Work order: Show each line of the listing in which the word "location" occurs.

**** Dataset entries

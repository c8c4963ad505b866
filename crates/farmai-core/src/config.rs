// Configuration loading and parsing (farmai.toml, credentials.toml).

use serde::Deserialize;
use std::path::{Path, PathBuf};
use thiserror::Error;

// ---------------------------------------------------------------------------
// Error types
// ---------------------------------------------------------------------------

#[derive(Debug, Error)]
pub enum ConfigError {
    #[error("config file not found: {path}")]
    FileNotFound { path: PathBuf },

    #[error("failed to parse config file {path}: {source}")]
    ParseError {
        path: PathBuf,
        source: toml::de::Error,
    },

    #[error("validation error for field `{field}`: {message}")]
    ValidationError { field: String, message: String },

    #[error("failed to initialize config from defaults: {message}")]
    DefaultsCopyError { message: String },
}

// ---------------------------------------------------------------------------
// Top-level assembled Config
// ---------------------------------------------------------------------------

#[derive(Debug, Clone)]
pub struct Config {
    pub llm: LlmConfig,
    pub transcription: TranscriptionConfig,
    pub storage: StorageConfig,
    pub knowledge: KnowledgeConfig,
    pub report: ReportConfig,
    pub credentials: CredentialsConfig,
    /// Directory the config was loaded from. Relative paths in the config
    /// (database, manual) resolve against it.
    pub base_dir: PathBuf,
}

impl Config {
    /// Absolute path of the SQLite database, or `":memory:"` unchanged.
    pub fn db_path(&self) -> String {
        if self.storage.db_path == ":memory:" {
            return self.storage.db_path.clone();
        }
        self.resolve(&self.storage.db_path).display().to_string()
    }

    /// Absolute path of the cultivation manual text file.
    pub fn manual_path(&self) -> PathBuf {
        self.resolve(&self.knowledge.manual_path)
    }

    fn resolve(&self, path: &str) -> PathBuf {
        let p = Path::new(path);
        if p.is_absolute() {
            p.to_path_buf()
        } else {
            self.base_dir.join(p)
        }
    }
}

// ---------------------------------------------------------------------------
// farmai.toml structs
// ---------------------------------------------------------------------------

/// Raw deserialization target for the entire farmai.toml file.
#[derive(Debug, Clone, Deserialize)]
struct FarmaiFile {
    llm: LlmConfig,
    transcription: TranscriptionConfig,
    storage: StorageConfig,
    knowledge: KnowledgeConfig,
    report: ReportConfig,
}
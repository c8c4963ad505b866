// Editable text forms.
//
// Every data-entry surface in the TUI is a `Form`: an ordered list of text
// fields with one focused field. Some forms fill a whole screen (wizard
// steps, the plan, the final report, the ask prompt); the rest open as a
// modal over the current screen and close on submit or Esc.

use crossterm::event::{KeyCode, KeyEvent, KeyModifiers};

use farmai_app::protocol::UserCommand;
use farmai_core::diagnosis::GENERAL_INFO_FIELDS;
use farmai_core::farm::{Farm, FarmUpdate, NewFarm};
use farmai_core::fields::{parse_number, FieldKind, FieldSpec, FieldValues};
use farmai_core::plan::{ConsultingPlan, DocField, FinalReport};
use farmai_core::wizard::DataStep;

#[derive(Debug, Clone, PartialEq)]
pub struct FormField {
    pub key: String,
    pub label: String,
    pub value: String,
    pub multiline: bool,
}

impl FormField {
    fn new(key: &str, label: impl Into<String>, value: impl Into<String>, multiline: bool) -> Self {
        FormField {
            key: key.to_string(),
            label: label.into(),
            value: value.into(),
            multiline,
        }
    }

    fn from_spec(spec: &FieldSpec, values: &FieldValues) -> Self {
        FormField::new(
            spec.key,
            spec.display_label(),
            values.get(spec.key).unwrap_or_default(),
            spec.kind == FieldKind::LongText,
        )
    }

    fn from_doc(doc: &DocField, value: Option<String>) -> Self {
        FormField::new(doc.key, doc.label, value.unwrap_or_default(), doc.multiline)
    }
}

/// What a form edits, and therefore what submitting it produces.
#[derive(Debug, Clone, PartialEq)]
pub enum FormKind {
    NewFarm,
    EditFarm { farm: Farm },
    StepData { farm_id: String, step: DataStep },
    /// General information of the diagnosis sheet. Applied to the sheet on
    /// screen; saved together with the levels.
    GeneralInfo,
    InterviewEntry { farm_id: String },
    AudioPath { farm_id: String },
    Plan { farm_id: String, base: ConsultingPlan },
    FinalReport { farm_id: String },
    Ask { farm_id: String },
}

/// Result of submitting a form.
#[derive(Debug, Clone, PartialEq)]
pub enum Submission {
    Command(UserCommand),
    GeneralInfo(Vec<(String, String)>),
}

/// Result of a key press inside a form.
#[derive(Debug, Clone, Copy, PartialEq, Eq)]
pub enum FormAction {
    Edited,
    Submit,
    Cancel,
    /// Not a form key; the screen may handle it.
    Ignored,
}

#[derive(Debug, Clone, PartialEq)]
pub struct Form {
    pub kind: FormKind,
    pub title: String,
    pub fields: Vec<FormField>,
    pub focus: usize,
}

impl Form {
    fn new(kind: FormKind, title: impl Into<String>, fields: Vec<FormField>) -> Self {
        Form {
            kind,
            title: title.into(),
            fields,
            focus: 0,
        }
    }

    pub fn new_farm() -> Self {
        Form::new(FormKind::NewFarm, "New farm", farm_fields(None))
    }

    pub fn edit_farm(farm: &Farm) -> Self {
        Form::new(
            FormKind::EditFarm { farm: farm.clone() },
            format!("Edit {}", farm.name),
            farm_fields(Some(farm)),
        )
    }

    pub fn step_data(farm_id: &str, step: DataStep, values: &FieldValues) -> Self {
        Form::new(
            FormKind::StepData {
                farm_id: farm_id.to_string(),
                step,
            },
            format!("Step {}/{}: {}", step.number(), DataStep::ALL.len(), step.title()),
            step.fields()
                .iter()
                .map(|spec| FormField::from_spec(spec, values))
                .collect(),
        )
    }

    pub fn general_info(values: &FieldValues) -> Self {
        Form::new(
            FormKind::GeneralInfo,
            "General information",
            GENERAL_INFO_FIELDS
                .iter()
                .map(|spec| FormField::from_spec(spec, values))
                .collect(),
        )
    }

    pub fn interview_entry(farm_id: &str, question: &str, answer: &str) -> Self {
        Form::new(
            FormKind::InterviewEntry {
                farm_id: farm_id.to_string(),
            },
            "Interview entry",
            vec![
                FormField::new("question", "Question", question, false),
                FormField::new("answer", "Answer", answer, true),
            ],
        )
    }

    pub fn audio_path(farm_id: &str) -> Self {
        Form::new(
            FormKind::AudioPath {
                farm_id: farm_id.to_string(),
            },
            "Transcribe recording",
            vec![FormField::new("path", "Audio file", "", false)],
        )
    }

    pub fn plan(farm_id: &str, plan: &ConsultingPlan) -> Self {
        Form::new(
            FormKind::Plan {
                farm_id: farm_id.to_string(),
                base: plan.clone(),
            },
            "Consulting plan",
            ConsultingPlan::FIELDS
                .iter()
                .map(|doc| FormField::from_doc(doc, plan.field(doc.key)))
                .collect(),
        )
    }

    pub fn final_report(farm_id: &str, report: &FinalReport) -> Self {
        Form::new(
            FormKind::FinalReport {
                farm_id: farm_id.to_string(),
            },
            "Final report",
            FinalReport::FIELDS
                .iter()
                .map(|doc| FormField::from_doc(doc, report.field(doc.key)))
                .collect(),
        )
    }

    pub fn ask(farm_id: &str) -> Self {
        Form::new(
            FormKind::Ask {
                farm_id: farm_id.to_string(),
            },
            "Ask",
            vec![FormField::new("question", "Question", "", false)],
        )
    }

    /// Modal forms overlay a screen; the others are the screen.
    pub fn is_modal(&self) -> bool {
        matches!(
            self.kind,
            FormKind::NewFarm
                | FormKind::EditFarm { .. }
                | FormKind::GeneralInfo
                | FormKind::InterviewEntry { .. }
                | FormKind::AudioPath { .. }
        )
    }

    pub fn value(&self, key: &str) -> &str {
        self.fields
            .iter()
            .find(|f| f.key == key)
            .map_or("", |f| f.value.as_str())
    }

    pub fn set_value(&mut self, key: &str, value: &str) {
        if let Some(field) = self.fields.iter_mut().find(|f| f.key == key) {
            field.value = value.to_string();
        }
    }

    pub fn clear(&mut self) {
        for field in &mut self.fields {
            field.value.clear();
        }
        self.focus = 0;
    }

    fn focused_mut(&mut self) -> Option<&mut FormField> {
        self.fields.get_mut(self.focus)
    }

    fn next_field(&mut self) {
        if !self.fields.is_empty() {
            self.focus = (self.focus + 1) % self.fields.len();
        }
    }

    fn previous_field(&mut self) {
        if !self.fields.is_empty() {
            self.focus = (self.focus + self.fields.len() - 1) % self.fields.len();
        }
    }

    pub fn handle_key(&mut self, key: KeyEvent) -> FormAction {
        let ctrl = key.modifiers.contains(KeyModifiers::CONTROL);
        match key.code {
            KeyCode::Char('s') if ctrl => FormAction::Submit,
            KeyCode::Char(_) if ctrl => FormAction::Ignored,
            KeyCode::Esc => FormAction::Cancel,
            KeyCode::Tab | KeyCode::Down => {
                self.next_field();
                FormAction::Edited
            }
            KeyCode::BackTab | KeyCode::Up => {
                self.previous_field();
                FormAction::Edited
            }
            KeyCode::Enter => {
                let last = self.focus + 1 >= self.fields.len();
                match self.focused_mut() {
                    Some(field) if field.multiline => {
                        field.value.push('\n');
                        FormAction::Edited
                    }
                    _ if last => FormAction::Submit,
                    _ => {
                        self.next_field();
                        FormAction::Edited
                    }
                }
            }
            KeyCode::Backspace => {
                if let Some(field) = self.focused_mut() {
                    field.value.pop();
                }
                FormAction::Edited
            }
            KeyCode::Char(c) => {
                if let Some(field) = self.focused_mut() {
                    field.value.push(c);
                }
                FormAction::Edited
            }
            _ => FormAction::Ignored,
        }
    }

    fn inputs(&self) -> Vec<(String, String)> {
        self.fields
            .iter()
            .map(|f| (f.key.clone(), f.value.clone()))
            .collect()
    }

    /// Turn the entered text into a command. Errors are messages for the
    /// user; the form stays open.
    pub fn submit(&self) -> Result<Submission, String> {
        let command = match &self.kind {
            FormKind::NewFarm => UserCommand::CreateFarm(self.farm_input()?),
            FormKind::EditFarm { farm } => {
                let update = FarmUpdate::diff(farm, &self.farm_input()?);
                if update.is_empty() {
                    return Err("Nothing changed".to_string());
                }
                UserCommand::UpdateFarm(update)
            }
            FormKind::StepData { farm_id, step } => UserCommand::SaveStepData {
                farm_id: farm_id.clone(),
                step: *step,
                inputs: self.inputs(),
            },
            FormKind::GeneralInfo => return Ok(Submission::GeneralInfo(self.inputs())),
            FormKind::InterviewEntry { farm_id } => UserCommand::AddInterviewEntry {
                farm_id: farm_id.clone(),
                question: self.value("question").to_string(),
                answer: self.value("answer").to_string(),
            },
            FormKind::AudioPath { farm_id } => {
                let path = self.value("path").trim();
                if path.is_empty() {
                    return Err("Audio file is required".to_string());
                }
                UserCommand::TranscribeAudio {
                    farm_id: farm_id.clone(),
                    path: path.into(),
                }
            }
            FormKind::Plan { farm_id, base } => {
                let mut plan = base.clone();
                for field in &self.fields {
                    plan.set_field(&field.key, &field.value)
                        .map_err(|e| e.to_string())?;
                }
                plan.validate().map_err(|e| e.to_string())?;
                UserCommand::SavePlan {
                    farm_id: farm_id.clone(),
                    plan,
                }
            }
            FormKind::FinalReport { farm_id } => {
                let mut report = FinalReport::default();
                for field in &self.fields {
                    report
                        .set_field(&field.key, &field.value)
                        .map_err(|e| e.to_string())?;
                }
                UserCommand::SaveFinalReport {
                    farm_id: farm_id.clone(),
                    report,
                }
            }
            FormKind::Ask { farm_id } => UserCommand::Ask {
                farm_id: farm_id.clone(),
                question: self.value("question").to_string(),
            },
        };
        Ok(Submission::Command(command))
    }

    fn farm_input(&self) -> Result<NewFarm, String> {
        let size = match self.value("size").trim() {
            "" => None,
            text => Some(
                parse_number(text).ok_or_else(|| format!("invalid `size`: `{text}` is not a number"))?,
            ),
        };
        let crop = Some(self.value("crop").trim())
            .filter(|c| !c.is_empty())
            .map(str::to_string);
        let input = NewFarm {
            name: self.value("name").trim().to_string(),
            location: self.value("location").trim().to_string(),
            owner_name: self.value("owner_name").trim().to_string(),
            size,
            crop,
        };
        input.validate().map_err(|e| e.to_string())?;
        Ok(input)
    }
}

fn farm_fields(farm: Option<&Farm>) -> Vec<FormField> {
    let text = |f: fn(&Farm) -> String| farm.map(f).unwrap_or_default();
    vec![
        FormField::new("name", "Farm name", text(|f| f.name.clone()), false),
        FormField::new("location", "Location", text(|f| f.location.clone()), false),
        FormField::new("owner_name", "Owner", text(|f| f.owner_name.clone()), false),
        FormField::new(
            "size",
            "Area (m²)",
            text(|f| f.size.map(|s| s.to_string()).unwrap_or_default()),
            false,
        ),
        FormField::new(
            "crop",
            "Crop",
            text(|f| f.crop.clone().unwrap_or_default()),
            false,
        ),
    ]
}

// ---------------------------------------------------------------------------
// Tests
// ---------------------------------------------------------------------------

********

Answer below:
            location: self.value("location").trim().to_string(),
        FormField::new("location", "Location", text(|f| f.location.clone()), false),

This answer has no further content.